── Excerpted data ──

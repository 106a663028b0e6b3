use std::f32::consts::TAU;
use glam::Vec3;
use crate::api::config::{rgb, SceneConfig};

/// Flat disk mesh in the XY plane, facing the camera.
#[derive(Debug, Clone)]
pub struct CircleMesh {
    pub radius: f32,
    pub segments: u32,
    /// Linear RGB fill.
    pub color: [f32; 3],
    pub position: Vec3,
    pub scale: Vec3,
}

impl CircleMesh {
    pub fn new(radius: f32, segments: u32) -> Self {
        Self {
            radius,
            segments: segments.max(3),
            color: [1.0, 1.0, 1.0],
            position: Vec3::ZERO,
            scale: Vec3::ONE,
        }
    }

    pub fn from_config(config: &SceneConfig) -> Self {
        Self::new(config.circle_radius, config.circle_segments)
            .with_color(rgb(config.circle_color))
    }

    pub fn with_color(mut self, color: [f32; 3]) -> Self {
        self.color = color;
        self
    }

    /// Triangle-fan vertices in local space: the center, then `segments + 1`
    /// rim points (the last closes the fan onto the first).
    pub fn fan_vertices(&self) -> Vec<Vec3> {
        let mut verts = Vec::with_capacity(self.segments as usize + 2);
        verts.push(Vec3::ZERO);
        for i in 0..=self.segments {
            let theta = i as f32 / self.segments as f32 * TAU;
            verts.push(Vec3::new(theta.cos() * self.radius, theta.sin() * self.radius, 0.0));
        }
        verts
    }

    /// Radius after in-plane scaling (uses the larger axis).
    pub fn world_radius(&self) -> f32 {
        self.radius * self.scale.x.max(self.scale.y)
    }
}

───

The answer must be every line of the records above that holds the word "ZERO".

            position: Vec3::ZERO,
        verts.push(Vec3::ZERO);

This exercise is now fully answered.